▸ EXERCISE INSTRUCTIONS:
Gather every line below where "impl" appears.

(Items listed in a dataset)
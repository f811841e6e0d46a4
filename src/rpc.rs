use std::sync::atomic::{AtomicU64, Ordering};

use async_trait::async_trait;
use reqwest::Client;
use serde::Serialize;
use serde_json::Value;

use crate::config::NetworkConfig;
use crate::wallet::{ProviderError, WalletProvider};

#[derive(Debug, Serialize)]
struct RpcRequest<'a> {
    jsonrpc: &'static str,
    id: u64,
    method: &'a str,
    params: Value,
}

/// Read-only `WalletProvider` backed by an HTTP JSON-RPC node.
///
/// Used to watch confirmations independently of the page's wallet. Methods
/// that need a signer are refused.
pub struct JsonRpcProvider {
    client: Client,
    url: String,
    next_id: AtomicU64,
}

impl JsonRpcProvider {
    pub fn new(url: impl Into<String>) -> Self {
        Self {
            client: Client::new(),
            url: url.into(),
            next_id: AtomicU64::new(1),
        }
    }

    /// First configured RPC URL of the network.
    pub fn for_network(network: &NetworkConfig) -> Option<Self> {
        network.rpc_urls.first().map(|url| Self::new(url.clone()))
    }

    pub fn url(&self) -> &str {
        &self.url
    }
}

const SIGNER_METHODS: &[&str] = &[
    "eth_requestAccounts",
    "eth_sendTransaction",
    "wallet_switchEthereumChain",
    "wallet_addEthereumChain",
];

#[async_trait]
impl WalletProvider for JsonRpcProvider {
    async fn request(&self, method: &str, params: Value) -> Result<Value, ProviderError> {
        if SIGNER_METHODS.contains(&method) {
            return Err(ProviderError::new(
                ProviderError::UNSUPPORTED_METHOD,
                format!("{} requires a wallet, not an RPC node", method),
            ));
        }
        if method == "eth_accounts" {
            return Ok(Value::Array(Vec::new()));
        }

        let request = RpcRequest {
            jsonrpc: "2.0",
            id: self.next_id.fetch_add(1, Ordering::Relaxed),
            method,
            params,
        };

        let response = self
            .client
            .post(&self.url)
            .header("Content-Type", "application/json")
            .json(&request)
            .send()
            .await
            .map_err(|e| {
                ProviderError::new(ProviderError::DISCONNECTED, format!("Failed to send request: {}", e))
            })?;

        if !response.status().is_success() {
            log::warn!("[Rpc] {} returned HTTP {}", method, response.status());
            return Err(ProviderError::new(
                ProviderError::DISCONNECTED,
                format!("RPC error: {}", response.status()),
            ));
        }

        let json: Value = response.json().await.map_err(|e| {
            ProviderError::new(ProviderError::INTERNAL, format!("Failed to parse response: {}", e))
        })?;

        parse_rpc_response(json)
    }
}

/// Splits a JSON-RPC envelope into its result or its error object.
pub fn parse_rpc_response(json: Value) -> Result<Value, ProviderError> {
    if let Some(error) = json.get("error") {
        let code = error.get("code").and_then(Value::as_i64).unwrap_or(ProviderError::INTERNAL);
        let message = error
            .get("message")
            .and_then(Value::as_str)
            .unwrap_or("unknown RPC error")
            .to_string();
        let mut err = ProviderError::new(code, message);
        if let Some(data) = error.get("data") {
            err = err.with_data(data.clone());
        }
        return Err(err);
    }

    match json.get("result") {
        Some(result) => Ok(result.clone()),
        None => Err(ProviderError::new(
            ProviderError::INTERNAL,
            format!("Missing result in response: {}", json),
        )),
    }
}
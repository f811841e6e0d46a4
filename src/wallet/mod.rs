//! The injected EIP-1193 wallet provider, seen from the page context.

pub mod client;

pub use client::{TxLog, TxReceipt, WalletClient};

use async_trait::async_trait;
use serde::{Deserialize, Serialize};
use serde_json::Value;
use thiserror::Error;

/// Anything that answers EIP-1193 `request({ method, params })` calls.
///
/// In a browser this is `window.ethereum`. Natively it can be a JSON-RPC
/// node (read-only) or a scripted test wallet.
#[async_trait]
pub trait WalletProvider: Send + Sync {
    async fn request(&self, method: &str, params: Value) -> Result<Value, ProviderError>;
}

/// An EIP-1193 `ProviderRpcError`.
#[derive(Debug, Clone, PartialEq, Error, Serialize, Deserialize)]
#[error("{message} (code {code})")]
pub struct ProviderError {
    pub code: i64,
    pub message: String,
    #[serde(default, skip_serializing_if = "Option::is_none")]
    pub data: Option<Value>,
}

impl ProviderError {
    pub const USER_REJECTED: i64 = 4001;
    pub const UNAUTHORIZED: i64 = 4100;
    pub const UNSUPPORTED_METHOD: i64 = 4200;
    pub const DISCONNECTED: i64 = 4900;
    pub const CHAIN_DISCONNECTED: i64 = 4901;
    pub const UNRECOGNIZED_CHAIN: i64 = 4902;
    pub const INTERNAL: i64 = -32603;

    pub fn new(code: i64, message: impl Into<String>) -> Self {
        Self {
            code,
            message: message.into(),
            data: None,
        }
    }

    pub fn with_data(mut self, data: Value) -> Self {
        self.data = Some(data);
        self
    }

    pub fn is_user_rejection(&self) -> bool {
        self.code == Self::USER_REJECTED
            || self.message.to_lowercase().contains("user rejected")
    }

    /// `wallet_switchEthereumChain` on a chain the wallet hasn't added.
    /// MetaMask mobile wraps the code as `data.originalError.code`.
    pub fn is_unrecognized_chain(&self) -> bool {
        if self.code == Self::UNRECOGNIZED_CHAIN {
            return true;
        }
        self.data
            .as_ref()
            .and_then(|data| data.pointer("/originalError/code"))
            .and_then(Value::as_i64)
            == Some(Self::UNRECOGNIZED_CHAIN)
    }
}

#[cfg(test)]
mod tests {
    use super::*;
    use serde_json::json;

    #[test]
    fn test_unrecognized_chain_nested_code() {
        assert!(ProviderError::new(4902, "Unrecognized chain ID").is_unrecognized_chain());

        let nested = ProviderError::new(ProviderError::INTERNAL, "Internal error")
            .with_data(json!({ "originalError": { "code": 4902 } }));
        assert!(nested.is_unrecognized_chain());

        assert!(!ProviderError::new(4001, "User rejected").is_unrecognized_chain());
    }

    #[test]
    fn test_rejection_by_message() {
        let err = ProviderError::new(-32000, "MetaMask Tx Signature: User rejected the transaction");
        assert!(err.is_user_rejection());
    }

    #[test]
    fn test_provider_error_deserializes_from_js_shape() {
        let err: ProviderError =
            serde_json::from_value(json!({ "code": 4001, "message": "User denied" })).unwrap();
        assert_eq!(err, ProviderError::new(4001, "User denied"));
    }
}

▸ ANSWER SPACE:
impl JsonRpcProvider {
    pub fn new(url: impl Into<String>) -> Self {
impl WalletProvider for JsonRpcProvider {
impl ProviderError {
    pub fn new(code: i64, message: impl Into<String>) -> Self {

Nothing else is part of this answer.